XML Base issue

Back in the dim dark mists of time, before the glaciers came and
receded...

>     Norm raised an issue about xml:base at
>     http://lists.w3.org/Archives/Public/public-xml-core-wg/2014Sep/0004
>     wherein he concluded:
>
>      We could say that xml:base and xml:lang aren't
>      copied because there are separate controls for them.
>
>      Another option is to say that if xml:base is copied,
>      the absolute base URI is used as the attribute's value.
>
>     There was some follow up discussion on the list.
>
> Norm points out this whole problem only occurs when there
> is an explicit xml:base attribute on the xi:include element.
>
> Two other options:
>
> We could say not to copy anything in the xml space.
>
> [People were not enthusiatic about this one at first,
> though it did resurface briefly again.]
>
> We could say that having xml:base copied when base URI
> fixup is turned off may give you undesired results, so
> don't do that.
>
> We could just add a note to this effect.
>
> But this would make something that is valid with an xinclude 1.0
> processor invalid with a 1.1 processor, and we want to
> avoid backwards incompatible behavior.
>
> Norm leans toward saying that one has to make the xml:base
> attribute absolute before copying it.
>
> Henry asks how this differs from just making base URI fixup
> mandatory.
>
> Then Henry points out that we have base URI's sort of going
> both ways: from the includer to the included and vice versa.
>
> We need to be clearer about how xml:id, xml:lang, and xml:base
> are handled when they occur on the xi:include element including
> how they get their semantics.
>
> ACTION to Norm:  Write a proposal for how to address this problem.

Some observations:

0. The problems we're discussing here occur *only* if the document
   author has explicitly put an xml:id, xml:base, or xml:lang
   attribute *on* the xi:include element:

   <xi:include xml:id="myid" xml:base="foo/bar/" xml:lang="en-GB"
               parse="xml" href="path/to/my/document.xml"/>

   There is no common, practical reason to put any of those xml:*
   attributes on the xi:include element except attribute copying.
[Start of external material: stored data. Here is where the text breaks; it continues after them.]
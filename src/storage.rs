//! Flat-file persistence for the roster.
//!
//! One student per line, fields separated by single spaces:
//!
//! ```text
//! <id> <name> <grade-count> <grade1> ... <gradeN>
//! ```
//!
//! The name is a single token, so names containing whitespace do not survive a
//! save/load cycle.

use std::fs::File;
use std::io::{self, BufRead, BufReader, BufWriter, Write};
use std::path::Path;

use tracing::{debug, info, warn};

use crate::error::{Result, RosterError};
use crate::models::{Student, StudentId};
use crate::store::RecordStore;

pub const DATA_FILE: &str = "students_data.txt";

/// Outcome of `load`: everything parsed, plus the reason parsing stopped early, if it did.
#[derive(Debug, Default)]
pub struct LoadReport {
    pub store: RecordStore,
    pub stopped: Option<RosterError>,
}

impl LoadReport {
    pub fn is_complete(&self) -> bool {
        self.stopped.is_none()
    }
}

/// Read the roster from `path`.
///
/// A missing file is the normal first run and yields an empty roster. Any other
/// failure keeps the students read so far and records why reading stopped.
pub fn load(path: impl AsRef<Path>) -> LoadReport {
    let path = path.as_ref();
    let file = match File::open(path) {
        Ok(f) => f,
        Err(e) if e.kind() == io::ErrorKind::NotFound => {
            info!(path = %path.display(), "no roster file yet, starting empty");
            return LoadReport::default();
        }
        Err(e) => {
            warn!(path = %path.display(), error = %e, "cannot open roster file");
            return LoadReport { store: RecordStore::new(), stopped: Some(RosterError::io(path, e)) };
        }
    };

    let mut report = LoadReport::default();
    let mut reader = BufReader::new(file);
    let mut buf = Vec::new();
    let mut line_no = 0;
    loop {
        buf.clear();
        match reader.read_until(b'\n', &mut buf) {
            Ok(0) => break,
            Ok(_) => line_no += 1,
            Err(e) => {
                report.stopped = Some(RosterError::io(path, e));
                break;
            }
        }
        // Decode per line so a stray non-UTF-8 name is pinned to its line number.
        let line = match std::str::from_utf8(&buf) {
            Ok(l) => l.trim_end_matches(['\n', '\r']),
            Err(_) => {
                report.stopped = Some(RosterError::MalformedRecord {
                    line: line_no,
                    reason: "invalid UTF-8".to_string(),
                });
                break;
            }
        };
        match parse_line(line_no, line) {
            Ok(Some((id, student))) => report.store.insert_or_replace(id, student),
            Ok(None) => {}
            Err(e) => {
                report.stopped = Some(e);
                break;
            }
        }
    }

    match &report.stopped {
        None => info!(path = %path.display(), students = report.store.len(), "roster loaded"),
        Some(e) => warn!(
            path = %path.display(),
            students = report.store.len(),
            error = %e,
            "roster load stopped early"
        ),
    }
    report
}

/// Rewrite `path` with the whole roster. The store is only read.
pub fn save(path: impl AsRef<Path>, store: &RecordStore) -> Result<()> {
    let path = path.as_ref();
    let file = File::create(path).map_err(|e| RosterError::io(path, e))?;
    let mut out = BufWriter::new(file);
    for (id, student) in store.list_records() {
        writeln!(out, "{}", format_line(id, student)).map_err(|e| RosterError::io(path, e))?;
    }
    out.flush().map_err(|e| RosterError::io(path, e))?;
    info!(path = %path.display(), students = store.len(), "roster saved");
    Ok(())
}

pub fn format_line(id: StudentId, student: &Student) -> String {
    let mut line = format!("{} {} {}", id, student.name, student.grades.len());
    for g in &student.grades {
        line.push(' ');
        line.push_str(&g.to_string());
    }
    line
}

/// Parse one line of the data file. Blank lines yield `Ok(None)`.
pub fn parse_line(line_no: usize, line: &str) -> Result<Option<(StudentId, Student)>> {
    let mut tokens = line.split_whitespace();
    let Some(first) = tokens.next() else {
        return Ok(None);
    };
    let malformed = |reason: String| RosterError::MalformedRecord { line: line_no, reason };

    let id: StudentId = first
        .parse()
        .map_err(|_| malformed(format!("invalid id {first:?}")))?;
    let name = tokens
        .next()
        .ok_or_else(|| malformed("missing name".to_string()))?;
    let count_tok = tokens
        .next()
        .ok_or_else(|| malformed("missing grade count".to_string()))?;
    let count: i32 = count_tok
        .parse()
        .map_err(|_| malformed(format!("invalid grade count {count_tok:?}")))?;
    if count < 0 {
        return Err(malformed(format!("negative grade count {count}")));
    }

    let mut grades = Vec::new();
    for n in 0..count {
        let tok = tokens
            .next()
            .ok_or_else(|| malformed(format!("expected {count} grades, found {n}")))?;
        let grade: i32 = tok
            .parse()
            .map_err(|_| malformed(format!("invalid grade {tok:?}")))?;
        grades.push(grade);
    }
    if let Some(extra) = tokens.next() {
        return Err(malformed(format!("unexpected token {extra:?} after {count} grades")));
    }

    debug!(line = line_no, id, "parsed student");
    Ok(Some((id, Student::with_grades(name, grades))))
}
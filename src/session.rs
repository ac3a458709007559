//! Scoped ownership of the roster file.
//!
//! A session loads the data file when it opens and writes the whole roster back
//! when it closes. Dropping an unclosed session saves too, so unwinding out of
//! the GUI still persists what was entered.

use std::path::{Path, PathBuf};

use tracing::{error, info, warn};

use crate::error::{Result, RosterError};
use crate::storage;
use crate::store::RecordStore;

#[derive(Debug)]
pub struct RosterSession {
    path: PathBuf,
    store: RecordStore,
    load_error: Option<RosterError>,
    closed: bool,
}

impl RosterSession {
    pub fn open(path: impl Into<PathBuf>) -> Self {
        let path = path.into();
        let report = storage::load(&path);
        if let Some(e) = &report.stopped {
            warn!(path = %path.display(), error = %e, "session opened with a partial roster");
        }
        info!(path = %path.display(), students = report.store.len(), "session opened");
        RosterSession {
            path,
            store: report.store,
            load_error: report.stopped,
            closed: false,
        }
    }

    pub fn path(&self) -> &Path {
        &self.path
    }

    pub fn store(&self) -> &RecordStore {
        &self.store
    }

    pub fn store_mut(&mut self) -> &mut RecordStore {
        &mut self.store
    }

    /// Why the initial load stopped early, if it did.
    pub fn load_error(&self) -> Option<&RosterError> {
        self.load_error.as_ref()
    }

    /// Write the current roster without ending the session.
    pub fn save(&self) -> Result<()> {
        storage::save(&self.path, &self.store)
    }

    /// Write the roster and end the session, reporting whether the write succeeded.
    pub fn close(mut self) -> Result<()> {
        self.closed = true;
        let result = self.save();
        match &result {
            Ok(()) => info!(path = %self.path.display(), "session closed"),
            Err(e) => error!(path = %self.path.display(), error = %e, "roster not saved on close"),
        }
        result
    }
}

impl Drop for RosterSession {
    fn drop(&mut self) {
        if self.closed {
            return;
        }
        if let Err(e) = self.save() {
            error!(path = %self.path.display(), error = %e, "roster not saved on drop");
        }
    }
}
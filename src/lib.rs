//! Student roster: an id-keyed record store with grades, persisted to a flat text file.

pub mod error;
pub mod file_ops;
pub mod models;
pub mod session;
pub mod storage;
pub mod store;
pub mod utils;

pub use error::RosterError;
pub use models::{Average, Student, StudentId};
pub use session::RosterSession;
pub use store::RecordStore;
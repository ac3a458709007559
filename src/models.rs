use std::fmt;

/// Key a student is filed under in the roster.
pub type StudentId = i32;

#[derive(Debug, Clone, Default, PartialEq, Eq)]
pub struct Student {
    pub name: String,
    /// In entry order; only ever appended to.
    pub grades: Vec<i32>,
}

impl Student {
    pub fn new(name: impl Into<String>) -> Self {
        Student { name: name.into(), grades: Vec::new() }
    }

    pub fn with_grades(name: impl Into<String>, grades: Vec<i32>) -> Self {
        Student { name: name.into(), grades }
    }

    /// Mean of the recorded grades, or `Average::Unavailable` when there are none.
    pub fn average(&self) -> Average {
        if self.grades.is_empty() {
            return Average::Unavailable;
        }
        let sum: f64 = self.grades.iter().map(|&g| f64::from(g)).sum();
        Average::Mean(sum / self.grades.len() as f64)
    }

    /// Grades rendered the way the roster table shows them: `90 80 75`.
    pub fn grades_line(&self) -> String {
        self.grades
            .iter()
            .map(|g| g.to_string())
            .collect::<Vec<_>>()
            .join(" ")
    }

    /// The on-disk format splits on whitespace, so such names cannot be read back intact.
    pub fn name_is_persistable(&self) -> bool {
        !self.name.is_empty() && !self.name.chars().any(char::is_whitespace)
    }
}

#[derive(Debug, Clone, Copy, PartialEq)]
pub enum Average {
    Mean(f64),
    Unavailable,
}

impl fmt::Display for Average {
    fn fmt(&self, f: &mut fmt::Formatter<'_>) -> fmt::Result {
        match self {
            Average::Mean(v) => write!(f, "{:.2}", v),
            Average::Unavailable => write!(f, "no grades"),
        }
    }
}

#[cfg(test)]
mod tests {
    use super::*;

    #[test]
    fn average_of_empty_grades_is_unavailable() {
        let s = Student::new("Ada");
        assert_eq!(s.average(), Average::Unavailable);
        assert_eq!(s.average().to_string(), "no grades");
    }

    #[test]
    fn average_formats_with_two_decimals() {
        let s = Student::with_grades("Ada", vec![90, 80, 81]);
        assert_eq!(s.average().to_string(), "83.67");
    }

    #[test]
    fn average_does_not_overflow_on_extreme_grades() {
        let s = Student::with_grades("Max", vec![i32::MAX, i32::MAX]);
        assert_eq!(s.average(), Average::Mean(f64::from(i32::MAX)));
    }

    #[test]
    fn whitespace_and_empty_names_are_not_persistable() {
        assert!(Student::new("Grace").name_is_persistable());
        assert!(!Student::new("Grace Hopper").name_is_persistable());
        assert!(!Student::new("").name_is_persistable());
    }

    #[test]
    fn grades_line_joins_with_spaces() {
        let s = Student::with_grades("Ada", vec![70, -3, 100]);
        assert_eq!(s.grades_line(), "70 -3 100");
    }
}
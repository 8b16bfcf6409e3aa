//! Vectors.

use crate::error::MathError;
use bytemuck::{Pod, Zeroable};
use std::{
    fmt,
    ops::{Index, IndexMut, Mul},
};

/// A 4-dimensional single precision vector.
///
/// The same type is used for points (w = 1), directions (w = 0) and plain
/// 4-tuples such as colors. Nothing is enforced about the w-component, and
/// every operation treats all four components alike unless stated otherwise.
/// The layout is four consecutive `f32`s, so the vector can be handed directly
/// to a rendering backend.
#[repr(C)]
#[cfg_attr(
    feature = "serde",
    derive(serde::Serialize, serde::Deserialize),
    serde(into = "[f32; 4]", from = "[f32; 4]")
)]
#[cfg_attr(feature = "arbitrary", derive(arbitrary::Arbitrary))]
#[derive(Clone, Copy, Debug, Default, PartialEq, Zeroable, Pod)]
pub struct Vector4 {
    x: f32,
    y: f32,
    z: f32,
    w: f32,
}

impl Vector4 {
    /// Creates a new vector with the given components.
    #[inline]
    pub const fn new(x: f32, y: f32, z: f32, w: f32) -> Self {
        Self { x, y, z, w }
    }

    /// Creates a point (w = 1) with the given coordinates.
    #[inline]
    pub const fn point(x: f32, y: f32, z: f32) -> Self {
        Self::new(x, y, z, 1.0)
    }

    /// Creates a direction (w = 0) with the given components.
    #[inline]
    pub const fn direction(x: f32, y: f32, z: f32) -> Self {
        Self::new(x, y, z, 0.0)
    }

    /// Creates a new vector with all zeros.
    #[inline]
    pub const fn zeros() -> Self {
        Self::same(0.0)
    }

    /// Creates a new vector with the same value for all components.
    #[inline]
    pub const fn same(value: f32) -> Self {
        Self::new(value, value, value, value)
    }

    /// The x-axis unit vector.
    #[inline]
    pub const fn unit_x() -> Self {
        Self::new(1.0, 0.0, 0.0, 0.0)
    }

    /// The y-axis unit vector.
    #[inline]
    pub const fn unit_y() -> Self {
        Self::new(0.0, 1.0, 0.0, 0.0)
    }

    /// The z-axis unit vector.
    #[inline]
    pub const fn unit_z() -> Self {
        Self::new(0.0, 0.0, 1.0, 0.0)
    }

    /// The w-axis unit vector.
    #[inline]
    pub const fn unit_w() -> Self {
        Self::new(0.0, 0.0, 0.0, 1.0)
    }

    /// The x-component.
    #[inline]
    pub const fn x(&self) -> f32 {
        self.x
    }

    /// The y-component.
    #[inline]
    pub const fn y(&self) -> f32 {
        self.y
    }

    /// The z-component.
    #[inline]
    pub const fn z(&self) -> f32 {
        self.z
    }

    /// The w-component.
    #[inline]
    pub const fn w(&self) -> f32 {
        self.w
    }

    /// A mutable reference to the x-component.
    #[inline]
    pub const fn x_mut(&mut self) -> &mut f32 {
        &mut self.x
    }

    /// A mutable reference to the y-component.
    #[inline]
    pub const fn y_mut(&mut self) -> &mut f32 {
        &mut self.y
    }

    /// A mutable reference to the z-component.
    #[inline]
    pub const fn z_mut(&mut self) -> &mut f32 {
        &mut self.z
    }

    /// A mutable reference to the w-component.
    #[inline]
    pub const fn w_mut(&mut self) -> &mut f32 {
        &mut self.w
    }

    /// Returns a copy of the vector with the w-component replaced.
    #[inline]
    pub const fn with_w(&self, w: f32) -> Self {
        Self::new(self.x, self.y, self.z, w)
    }

    /// Computes the dot product of this vector with another.
    ///
    /// All four components take part, including w. For the geometric dot
    /// product of two directions, either make sure both have w = 0 or use
    /// [`Self::xyz_dot`].
    #[inline]
    pub fn dot(&self, other: &Self) -> f32 {
        self.x * other.x + self.y * other.y + self.z * other.z + self.w * other.w
    }

    /// Computes the dot product of the x-, y- and z-components only.
    #[inline]
    pub fn xyz_dot(&self, other: &Self) -> f32 {
        self.x * other.x + self.y * other.y + self.z * other.z
    }

    /// Computes the 3D cross product of the x-, y- and z-components. The
    /// w-component of the result is always zero.
    #[inline]
    pub fn cross(&self, other: &Self) -> Self {
        Self::direction(
            self.y * other.z - self.z * other.y,
            self.z * other.x - self.x * other.z,
            self.x * other.y - self.y * other.x,
        )
    }

    /// Computes the norm (magnitude) of the vector as the square root of
    /// [`Self::dot`] with itself, so the w-component contributes.
    #[inline]
    pub fn norm(&self) -> f32 {
        self.norm_squared().sqrt()
    }

    /// Computes the square of the norm of the vector.
    #[inline]
    pub fn norm_squared(&self) -> f32 {
        self.dot(self)
    }

    /// Computes the normalized version of the vector by scaling with the
    /// reciprocal of the norm.
    ///
    /// A zero vector is not trapped: the result is non-finite. Use
    /// [`Self::try_normalized`] to get an error instead.
    #[inline]
    pub fn normalized(&self) -> Self {
        self.mul(1.0 / self.norm())
    }

    /// Computes the normalized version of the vector.
    ///
    /// # Errors
    /// Returns [`MathError::ZeroMagnitude`] if the norm is zero.
    #[inline]
    pub fn try_normalized(&self) -> Result<Self, MathError> {
        let norm = self.norm();
        if norm == 0.0 {
            return Err(MathError::ZeroMagnitude);
        }
        Ok(self.mul(1.0 / norm))
    }

    /// Computes the angle in radians between this vector and another as
    /// `acos(dot / (|a| |b|))`, with all four components taking part.
    ///
    /// The result is NaN if either vector has zero norm.
    #[inline]
    pub fn angle_between(&self, other: &Self) -> f32 {
        (self.dot(other) / (self.norm() * other.norm())).acos()
    }

    /// Whether all components are finite.
    #[inline]
    pub fn is_finite(&self) -> bool {
        self.x.is_finite() && self.y.is_finite() && self.z.is_finite() && self.w.is_finite()
    }

    /// Returns a vector with the given closure applied to each component.
    #[inline]
    pub fn mapped(&self, mut f: impl FnMut(f32) -> f32) -> Self {
        Self::new(f(self.x), f(self.y), f(self.z), f(self.w))
    }
}

impl From<[f32; 4]> for Vector4 {
    #[inline]
    fn from([x, y, z, w]: [f32; 4]) -> Self {
        Self::new(x, y, z, w)
    }
}

impl From<Vector4> for [f32; 4] {
    #[inline]
    fn from(vector: Vector4) -> Self {
        [vector.x, vector.y, vector.z, vector.w]
    }
}

impl TryFrom<&[f32]> for Vector4 {
    type Error = MathError;

    fn try_from(elements: &[f32]) -> Result<Self, Self::Error> {
        let Ok(array) = <[f32; 4]>::try_from(elements) else {
            return Err(MathError::InvalidLength {
                expected: 4,
                actual: elements.len(),
            });
        };
        Ok(array.into())
    }
}

impl_binop!(Add, add, Vector4, Vector4, Vector4, |a, b| {
    Vector4::new(a.x + b.x, a.y + b.y, a.z + b.z, a.w + b.w)
});

impl_binop!(Sub, sub, Vector4, Vector4, Vector4, |a, b| {
    Vector4::new(a.x - b.x, a.y - b.y, a.z - b.z, a.w - b.w)
});

impl_binop!(Mul, mul, Vector4, f32, Vector4, |a, s| {
    let s = *s;
    Vector4::new(a.x * s, a.y * s, a.z * s, a.w * s)
});

impl_binop!(Mul, mul, f32, Vector4, Vector4, |s, a| { a.mul(*s) });

impl_binop!(Div, div, Vector4, f32, Vector4, |a, s| {
    a.mul(1.0 / *s)
});

impl_binop_assign!(AddAssign, add_assign, Add, add, Vector4, Vector4);
impl_binop_assign!(SubAssign, sub_assign, Sub, sub, Vector4, Vector4);
impl_binop_assign!(MulAssign, mul_assign, Mul, mul, Vector4, f32);
impl_binop_assign!(DivAssign, div_assign, Div, div, Vector4, f32);

impl_neg!(Vector4, |v| { Vector4::new(-v.x, -v.y, -v.z, -v.w) });

impl Index<usize> for Vector4 {
    type Output = f32;

    #[inline]
    fn index(&self, index: usize) -> &Self::Output {
        match index {
            0 => &self.x,
            1 => &self.y,
            2 => &self.z,
            3 => &self.w,
            _ => panic!("index out of bounds"),
        }
    }
}

impl IndexMut<usize> for Vector4 {
    #[inline]
    fn index_mut(&mut self, index: usize) -> &mut Self::Output {
        match index {
            0 => &mut self.x,
            1 => &mut self.y,
            2 => &mut self.z,
            3 => &mut self.w,
            _ => panic!("index out of bounds"),
        }
    }
}

impl_approx_eq!(Vector4, [x, y, z, w]);

impl fmt::Display for Vector4 {
    fn fmt(&self, f: &mut fmt::Formatter<'_>) -> fmt::Result {
        write!(
            f,
            "[{:.4}, {:.4}, {:.4}, {:.4}]",
            self.x, self.y, self.z, self.w
        )
    }
}
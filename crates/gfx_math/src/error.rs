//! Errors reported by the checked operations.

use thiserror::Error;

/// Failure of a checked vector or matrix operation.
///
/// The unchecked operations never return these: they let the division by
/// zero through and produce non-finite values instead.
#[derive(Error, Clone, Copy, Debug, PartialEq, Eq)]
pub enum MathError {
    #[error("Matrix is singular (its determinant is zero)")]
    SingularMatrix,

    #[error("Cannot normalize a vector with zero magnitude")]
    ZeroMagnitude,

    #[error("Expected {expected} elements, got {actual}")]
    InvalidLength { expected: usize, actual: usize },
}
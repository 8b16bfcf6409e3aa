//! Vector and matrix kernel for interactive 3D graphics.

#[macro_use]
mod macros;

pub mod angle;
pub mod camera;
pub mod error;
pub mod layout;
pub mod matrix;
pub mod transform;
pub mod vector;

pub use error::MathError;
pub use matrix::Matrix4;
pub use vector::Vector4;
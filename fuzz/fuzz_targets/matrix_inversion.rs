#![no_main]

use gfx_math::{Matrix4, matrix::fuzzing::fuzz_test_matrix_inversion};
use libfuzzer_sys::fuzz_target;

fuzz_target!(|matrix: Matrix4| {
    fuzz_test_matrix_inversion(matrix);
});
//! Single-slot web page cache
//!
//! Fetches a page once, derives its title, visible text, and links at parse
//! time, and serves repeated reads from the cached views. Intended as a
//! helper for feeding page content to an LLM.
//!
//! ## Architecture
//!
//! ```text
//! URL → PageFetcher → HTML → extract_page → title / text / links
//!                                                 ↓
//!                                       PageCache slot (last URL only)
//! ```
//!
//! ## Usage
//!
//! ```ignore
//! let mut cache = PageCache::new(PageCacheConfig::default())?;
//! let text = cache.fetch_text("https://example.com").await?;
//! let links = cache.fetch_links("https://example.com").await?;
//! ```

pub mod cache;
pub mod config;
pub mod error;
pub mod extract;
pub mod fetcher;

pub use cache::PageCache;
pub use config::PageCacheConfig;
pub use error::FetchError;
pub use extract::{extract_page, truncate_chars, ExtractedPage, NO_BODY_CONTENT, NO_TITLE};
pub use fetcher::PageFetcher;
//! Single-slot page cache
//!
//! Owns the most recently fetched page and serves the two derived views,
//! fetching at most once per distinct URL in immediate succession. The slot
//! is overwritten wholesale on each fetch; a failed fetch leaves it
//! untouched.

use tracing::{debug, info};

use crate::config::PageCacheConfig;
use crate::error::FetchError;
use crate::extract::{extract_page, truncate_chars};
use crate::fetcher::PageFetcher;

/// Cached record of the most recently fetched page
#[derive(Debug, Clone)]
struct CachedPage {
    url: String,
    title: String,
    content: String,
    links: Vec<String>,
}

/// Single-slot cache over a page fetcher
///
/// Owned by the caller; both read operations take `&mut self` so the slot
/// cannot be observed mid-update.
pub struct PageCache {
    fetcher: PageFetcher,
    max_chars: usize,
    slot: Option<CachedPage>,
}

impl PageCache {
    /// Create an empty cache with the given configuration
    pub fn new(config: PageCacheConfig) -> Result<Self, FetchError> {
        let fetcher = PageFetcher::new(&config)?;
        Ok(Self {
            fetcher,
            max_chars: config.max_chars,
            slot: None,
        })
    }

    /// Title and visible text of the page, truncated to the configured limit
    ///
    /// Returns `title + "\n\n" + content` cut to at most `max_chars`
    /// characters. Fetches only when the slot is empty or holds a different
    /// URL; repeated calls for the same URL are served from the slot.
    pub async fn fetch_text(&mut self, url: &str) -> Result<String, FetchError> {
        let max_chars = self.max_chars;
        let page = self.page(url).await?;
        let text = format!("{}\n\n{}", page.title, page.content);
        Ok(truncate_chars(&text, max_chars))
    }

    /// Raw `href` values of all anchors on the page, in document order
    ///
    /// Duplicates are preserved; relative URLs are not resolved. Cache
    /// behavior is identical to [`fetch_text`](Self::fetch_text).
    pub async fn fetch_links(&mut self, url: &str) -> Result<Vec<String>, FetchError> {
        Ok(self.page(url).await?.links.clone())
    }

    /// URL currently held in the cache slot, if any
    pub fn last_url(&self) -> Option<&str> {
        self.slot.as_ref().map(|page| page.url.as_str())
    }

    /// Return the cached page for `url`, fetching and repopulating the slot
    /// on a miss. The slot is only written after a successful fetch.
    async fn page(&mut self, url: &str) -> Result<&CachedPage, FetchError> {
        let hit = self.slot.as_ref().is_some_and(|page| page.url == url);
        if hit {
            debug!("page cache hit for: {}", url);
        } else {
            let body = self.fetcher.fetch(url).await?;
            let extracted = extract_page(&body);
            info!(
                "cached {} ({} bytes of text, {} links)",
                url,
                extracted.content.len(),
                extracted.links.len()
            );
            self.slot = Some(CachedPage {
                url: url.to_string(),
                title: extracted.title,
                content: extracted.content,
                links: extracted.links,
            });
        }
        Ok(self.slot.as_ref().expect("slot populated on miss"))
    }
}
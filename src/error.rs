//! Error types for page fetching

use thiserror::Error;

/// Failure modes of the page cache
#[derive(Debug, Error)]
pub enum FetchError {
    /// The server answered with a client or server error status
    #[error("HTTP {status} for: {url}")]
    Http {
        /// Status code returned by the server (4xx/5xx)
        status: u16,
        /// URL the request was issued for
        url: String,
    },

    /// The request failed at the transport level (DNS, connect, timeout)
    #[error("network error: {0}")]
    Network(#[from] reqwest::Error),
}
1. The ability to copy xml:id down is handy. It allows the user to
   easily reuse content without generating xml:id conflicts.

   1.a. This is limited to the case where the only (significant)
        xml:id is on the root element of the document being included.

2. Saying that xml:id attributes are copied but xml:base (or xml:lang)
   attributes are not seems like it would be very confusing.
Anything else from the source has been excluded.